**Work to be completed:**
Without adding or dropping anything, copy the entries below.

━━━━━ Data for this task

use crate::ai::LlmResolver;
use crate::error::RuleError;
use crate::models::{
    BooleanOperator, Company, Condition, ConditionValue, FieldValue, Operator, RuleDefinition,
};

/// Evaluates conditions against one company snapshot.
#[derive(Clone, Copy)]
pub struct Evaluator<'a> {
    current_year: i32,
    llm: LlmResolver<'a>,
}

impl<'a> Evaluator<'a> {
    pub fn new(current_year: i32, llm: LlmResolver<'a>) -> Self {
        Self { current_year, llm }
    }

    pub fn evaluate(&self, condition: &Condition, company: &Company) -> Result<bool, RuleError> {
        let actual = company.field(&condition.target_object, self.current_year)?;

        if condition.operator == Operator::Llm {
            let question = condition.value.as_text().ok_or_else(|| {
                RuleError::type_mismatch(
                    &condition.target_object,
                    condition.operator,
                    "LLM conditions take a text question",
                )
            })?;
            return self.llm.ask(question, &condition.target_object, &actual);
        }

        compare(
            &condition.target_object,
            condition.operator,
            &actual,
            &condition.value,
        )
    }

    /// Evaluates every leaf of the rule, then aggregates. The first leaf
    /// error fails the whole rule for this company.
    pub fn evaluate_rule(&self, rule: &RuleDefinition, company: &Company) -> Result<bool, RuleError> {
        let results = rule
            .conditions
            .iter()
            .map(|condition| self.evaluate(condition, company))
            .collect::<Result<Vec<_>, _>>()?;
        aggregate(rule.boolean_operator, &results)
    }
}

/// Applies a non-LLM operator to a resolved field value.
pub fn compare(
    field: &str,
    operator: Operator,
    actual: &FieldValue,
    expected: &ConditionValue,
) -> Result<bool, RuleError> {
    match operator {
        Operator::Equals => equals(field, operator, actual, expected),
        Operator::NotEquals => equals(field, operator, actual, expected).map(|eq| !eq),
        Operator::Contains => contains(field, operator, actual, expected),
        Operator::NotContains => contains(field, operator, actual, expected).map(|found| !found),
        Operator::LessThan
        | Operator::GreaterThan
        | Operator::LessThanOrEqual
        | Operator::GreaterThanOrEqual => {
            let lhs = actual.as_f64().ok_or_else(|| {
                RuleError::type_mismatch(
                    field,
                    operator,
                    format!("ordering needs a number, field holds {}", actual.type_name()),
                )
            })?;
            let rhs = numeric_literal(field, operator, expected)?;
            Ok(match operator {
                Operator::LessThan => lhs < rhs,
                Operator::GreaterThan => lhs > rhs,
                Operator::LessThanOrEqual => lhs <= rhs,
                _ => lhs >= rhs,
            })
        }
        Operator::Llm => Err(RuleError::UnsupportedOperator(
            "LLM must be resolved through the evaluator".to_string(),
        )),
    }
}

fn numeric_literal(
    field: &str,
    operator: Operator,
    expected: &ConditionValue,
) -> Result<f64, RuleError> {
    expected.as_f64().ok_or_else(|| {
        RuleError::type_mismatch(field, operator, format!("value '{}' is not numeric", expected))
    })
}

fn equals(
    field: &str,
    operator: Operator,
    actual: &FieldValue,
    expected: &ConditionValue,
) -> Result<bool, RuleError> {
    match actual {
        FieldValue::Null => Ok(false),
        FieldValue::Text(text) => match expected {
            ConditionValue::Text(other) => Ok(text == other),
            ConditionValue::Number(_) => Err(RuleError::type_mismatch(
                field,
                operator,
                "text field compared with a number",
            )),
        },
        FieldValue::Integer(_) | FieldValue::Float(_) => {
            let rhs = numeric_literal(field, operator, expected)?;
            Ok(actual.as_f64() == Some(rhs))
        }
        FieldValue::Mapping(_) => Err(RuleError::type_mismatch(
            field,
            operator,
            "mapping fields only support CONTAINS",
        )),
    }
}

fn contains(
    field: &str,
    operator: Operator,
    actual: &FieldValue,
    expected: &ConditionValue,
) -> Result<bool, RuleError> {
    let needle = match actual {
        FieldValue::Null => return Ok(false),
        FieldValue::Text(_) | FieldValue::Mapping(_) => expected.as_text().ok_or_else(|| {
            RuleError::type_mismatch(field, operator, "CONTAINS takes a text value")
        })?,
        FieldValue::Integer(_) | FieldValue::Float(_) => {
            return Err(RuleError::type_mismatch(
                field,
                operator,
                format!("CONTAINS does not apply to {}", actual.type_name()),
            ));
        }
    };

    match actual {
        FieldValue::Text(text) => Ok(text.contains(needle)),
        FieldValue::Mapping(regions) => Ok(regions.contains_key(needle)),
        _ => Ok(false),
    }
}

/// Combines already evaluated leaf results.
pub fn aggregate(operator: BooleanOperator, results: &[bool]) -> Result<bool, RuleError> {
    match (operator, results) {
        (_, []) => Err(RuleError::malformed("rule has no conditions")),
        (BooleanOperator::Single, [only]) => Ok(*only),
        (BooleanOperator::Single, many) => Err(RuleError::malformed(format!(
            "N/A rules take exactly one condition, found {}",
            many.len()
        ))),
        (BooleanOperator::And, all) => Ok(all.iter().all(|result| *result)),
        (BooleanOperator::Or, any) => Ok(any.iter().any(|result| *result)),
    }
}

━━━━━━━━━━

**Task answer:**
use crate::ai::LlmResolver;
use crate::error::RuleError;
use crate::models::{
    BooleanOperator, Company, Condition, ConditionValue, FieldValue, Operator, RuleDefinition,
};

/// Evaluates conditions against one company snapshot.
#[derive(Clone, Copy)]
pub struct Evaluator<'a> {
    current_year: i32,
    llm: LlmResolver<'a>,
}

impl<'a> Evaluator<'a> {
    pub fn new(current_year: i32, llm: LlmResolver<'a>) -> Self {
        Self { current_year, llm }
    }

    pub fn evaluate(&self, condition: &Condition, company: &Company) -> Result<bool, RuleError> {
        let actual = company.field(&condition.target_object, self.current_year)?;

        if condition.operator == Operator::Llm {
            let question = condition.value.as_text().ok_or_else(|| {
                RuleError::type_mismatch(
                    &condition.target_object,
                    condition.operator,
                    "LLM conditions take a text question",
                )
            })?;
            return self.llm.ask(question, &condition.target_object, &actual);
        }

        compare(
            &condition.target_object,
            condition.operator,
            &actual,
            &condition.value,
        )
    }

    /// Evaluates every leaf of the rule, then aggregates. The first leaf
    /// error fails the whole rule for this company.
    pub fn evaluate_rule(&self, rule: &RuleDefinition, company: &Company) -> Result<bool, RuleError> {
        let results = rule
            .conditions
            .iter()
            .map(|condition| self.evaluate(condition, company))
            .collect::<Result<Vec<_>, _>>()?;
        aggregate(rule.boolean_operator, &results)
    }
}

/// Applies a non-LLM operator to a resolved field value.
pub fn compare(
    field: &str,
    operator: Operator,
    actual: &FieldValue,
    expected: &ConditionValue,
) -> Result<bool, RuleError> {
    match operator {
        Operator::Equals => equals(field, operator, actual, expected),
        Operator::NotEquals => equals(field, operator, actual, expected).map(|eq| !eq),
        Operator::Contains => contains(field, operator, actual, expected),
        Operator::NotContains => contains(field, operator, actual, expected).map(|found| !found),
        Operator::LessThan
        | Operator::GreaterThan
        | Operator::LessThanOrEqual
        | Operator::GreaterThanOrEqual => {
            let lhs = actual.as_f64().ok_or_else(|| {
                RuleError::type_mismatch(
                    field,
                    operator,
                    format!("ordering needs a number, field holds {}", actual.type_name()),
                )
            })?;
            let rhs = numeric_literal(field, operator, expected)?;
            Ok(match operator {
                Operator::LessThan => lhs < rhs,
                Operator::GreaterThan => lhs > rhs,
                Operator::LessThanOrEqual => lhs <= rhs,
                _ => lhs >= rhs,
            })
        }
        Operator::Llm => Err(RuleError::UnsupportedOperator(
            "LLM must be resolved through the evaluator".to_string(),
        )),
    }
}

fn numeric_literal(
    field: &str,
    operator: Operator,
    expected: &ConditionValue,
) -> Result<f64, RuleError> {
    expected.as_f64().ok_or_else(|| {
        RuleError::type_mismatch(field, operator, format!("value '{}' is not numeric", expected))
    })
}

fn equals(
    field: &str,
    operator: Operator,
    actual: &FieldValue,
    expected: &ConditionValue,
) -> Result<bool, RuleError> {
    match actual {
        FieldValue::Null => Ok(false),
        FieldValue::Text(text) => match expected {
            ConditionValue::Text(other) => Ok(text == other),
            ConditionValue::Number(_) => Err(RuleError::type_mismatch(
                field,
                operator,
                "text field compared with a number",
            )),
        },
        FieldValue::Integer(_) | FieldValue::Float(_) => {
            let rhs = numeric_literal(field, operator, expected)?;
            Ok(actual.as_f64() == Some(rhs))
        }
        FieldValue::Mapping(_) => Err(RuleError::type_mismatch(
            field,
            operator,
            "mapping fields only support CONTAINS",
        )),
    }
}

fn contains(
    field: &str,
    operator: Operator,
    actual: &FieldValue,
    expected: &ConditionValue,
) -> Result<bool, RuleError> {
    let needle = match actual {
        FieldValue::Null => return Ok(false),
        FieldValue::Text(_) | FieldValue::Mapping(_) => expected.as_text().ok_or_else(|| {
            RuleError::type_mismatch(field, operator, "CONTAINS takes a text value")
        })?,
        FieldValue::Integer(_) | FieldValue::Float(_) => {
            return Err(RuleError::type_mismatch(
                field,
                operator,
                format!("CONTAINS does not apply to {}", actual.type_name()),
            ));
        }
    };

    match actual {
        FieldValue::Text(text) => Ok(text.contains(needle)),
        FieldValue::Mapping(regions) => Ok(regions.contains_key(needle)),
        _ => Ok(false),
    }
}

/// Combines already evaluated leaf results.
pub fn aggregate(operator: BooleanOperator, results: &[bool]) -> Result<bool, RuleError> {
    match (operator, results) {
        (_, []) => Err(RuleError::malformed("rule has no conditions")),
        (BooleanOperator::Single, [only]) => Ok(*only),
        (BooleanOperator::Single, many) => Err(RuleError::malformed(format!(
            "N/A rules take exactly one condition, found {}",
            many.len()
        ))),
        (BooleanOperator::And, all) => Ok(all.iter().all(|result| *result)),
        (BooleanOperator::Or, any) => Ok(any.iter().any(|result| *result)),
    }
}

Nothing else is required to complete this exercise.